En effet, il s’agit d’un réaménagement technique du gouvernement matérialisé par le décret n*20.125 du 01 avril 2020. Ce décret trouve son fondement juridique dans les prérogatives du président de la république qui lui confèrent un pouvoir discrétionnaire de prendre une décision en toute liberté avec la latitude d’appréciation de l’opportunité. En effet, l’article 33 alinéa 6 de la constitution du 30 mars 2016 dispose que « le président de la république nomme le premier ministre, chef du gouvernement et met fin à ses fonctions. Sur proposition du premier ministre, il nomme les autres membres du gouvernement et met fin à leur fonction ». L’usage de ses prérogatives constitutionnelles étant jugé abusif et inopportun, le curieux citoyen lambda s’interroge :
Sachant par définition qu’un réaménagement technique du gouvernement ne concerne qu’un nombre réduit de ministre soit démissionnaire soit révoqué, pourquoi la nécessité de combler prioritairement un ministère vacant et non occupé depuis plus d’un an ? Pourquoi ce réaménagement technique du gouvernement à la veille des élections et pas avant ? Quelle sera la plus-value de ce réaménagement technique du gouvernement sur les différents défis à relever ? Quel est en substance le projet ou l’agenda caché de ces nominations ? Pourquoi le pouvoir continue d’humilier notre vaillante armée nationale en traitant les groupes armés comme de forces légitimes ? Pourquoi le pouvoir entretient-il sur la durée un climat de confiance avec les groupes armés qui ne cessent de massacrés notre peuple ? Doit-on continuer d’abuser impunément des prérogatives constitutionnelles pour brader l’avenir de tout un peuple ? N’avez-vous pas au final l’impression de faire du « sur place » depuis quatre (4) ans ?

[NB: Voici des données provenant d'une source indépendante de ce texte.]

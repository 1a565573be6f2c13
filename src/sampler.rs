use anyhow::{anyhow, bail, ensure, Result};
use log::{debug, info};

use crate::categories::CategorySet;
use crate::dataset::RawQuestion;

/// One accepted sample: its question type and dataset index.
#[derive(Debug, Clone, PartialEq, Eq)]
pub struct Selection {
    pub question_type: String,
    pub sample_idx: usize,
}

/// Pick up to `quota` sample indices per question type from `samples`, in
/// the order they are yielded.
///
/// The question type of a sample is the outermost function of its program.
/// Samples whose type is not in `categories` are skipped. The whole
/// iterator is consumed even once every bucket is full, so callers observe
/// the same iteration regardless of the quota.
///
/// Output is grouped by question type in `categories` order. It is an error
/// if any type ends up with fewer than `quota` samples.
pub fn sample_by_question_type<'a, I>(
    samples: I,
    categories: &CategorySet,
    quota: usize,
) -> Result<Vec<Selection>>
where
    I: IntoIterator<Item = (usize, &'a RawQuestion)>,
{
    ensure!(quota > 0, "samples per question type must be positive");

    let mut buckets: Vec<Vec<usize>> = vec![Vec::new(); categories.len()];
    let mut seen = 0usize;
    let mut skipped = 0usize;

    for (sample_idx, raw) in samples {
        seen += 1;
        let q_type = raw
            .question_type()
            .ok_or_else(|| anyhow!("sample {sample_idx} has an empty program"))?;
        let Some(slot) = categories.position(q_type) else {
            skipped += 1;
            continue;
        };
        let bucket = &mut buckets[slot];
        if bucket.len() < quota {
            bucket.push(sample_idx);
        }
    }
    debug!("walked {seen} samples");
    if skipped > 0 {
        info!("skipped {skipped} of {seen} samples outside the selected question types");
    }

    let short: Vec<String> = categories
        .iter()
        .zip(&buckets)
        .filter(|(_, b)| b.len() != quota)
        .map(|(q, b)| format!("{q}={}", b.len()))
        .collect();
    if !short.is_empty() {
        bail!(
            "expected {quota} samples for each of {} question types, short: {}",
            categories.len(),
            short.join(", ")
        );
    }

    let selections: Vec<Selection> = categories
        .iter()
        .zip(buckets)
        .flat_map(|(q, idxs)| {
            idxs.into_iter().map(move |sample_idx| Selection {
                question_type: q.to_string(),
                sample_idx,
            })
        })
        .collect();
    info!(
        "selected {} samples ({quota} x {} question types)",
        selections.len(),
        categories.len()
    );
    Ok(selections)
}
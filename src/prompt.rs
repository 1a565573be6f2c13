use anyhow::{ensure, Result};

use crate::Token;

/// Question, image, question. The models were trained on this framing.
pub fn build_qiq_prompt(question: &[Token], image: &[Token]) -> Vec<Token> {
    let mut prompt = Vec::with_capacity(2 * question.len() + image.len());
    prompt.extend_from_slice(question);
    prompt.extend_from_slice(image);
    prompt.extend_from_slice(question);
    prompt
}

/// The generated sequence echoes the prompt; keep only the continuation.
pub fn strip_prompt(generated: &[Token], prompt_len: usize, num_generated: usize) -> Result<&[Token]> {
    ensure!(
        generated.len() == prompt_len + num_generated,
        "model returned {} tokens, expected prompt {} + generated {}",
        generated.len(),
        prompt_len,
        num_generated
    );
    Ok(&generated[prompt_len..])
}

Au delà de ce partenariat absurde avec les groupes armés, synonyme d’une haute trahison, nous tenons à rappeler que les dispositions constitutionnelles et plus précisément l’article 28 alinéa 6 interdit l’enrôlement dans les hautes institutions de l’état des auteurs, coauteurs et complices des coups d’état, rébellion contre la république etc…Certains détracteurs nous opposeront certainement les recommandations imposées de l’accord de paix de Khartoum qui malheureusement n’est pas au dessus de la constitution dans l’ordonnancement juridique de notre pays. En attendant de relever tous ces défis, le peuple souverain sera réhabilité, réintégré dans ses droits légitimes, deviendra le maître suprême de son destin et reprendra sa place dans le jeu démocratique.
Il sera ainsi courtisé par les prétendants au palais de la renaissance. Mais attention, ne le dites à personne.
Si on vous demande, ne dites pas que c’est moi.
Paris le 03 avril 2020.
Bernard SELEMBY DOUDOU.
Juriste, Administrateur des élections.
Tel : 0666830062.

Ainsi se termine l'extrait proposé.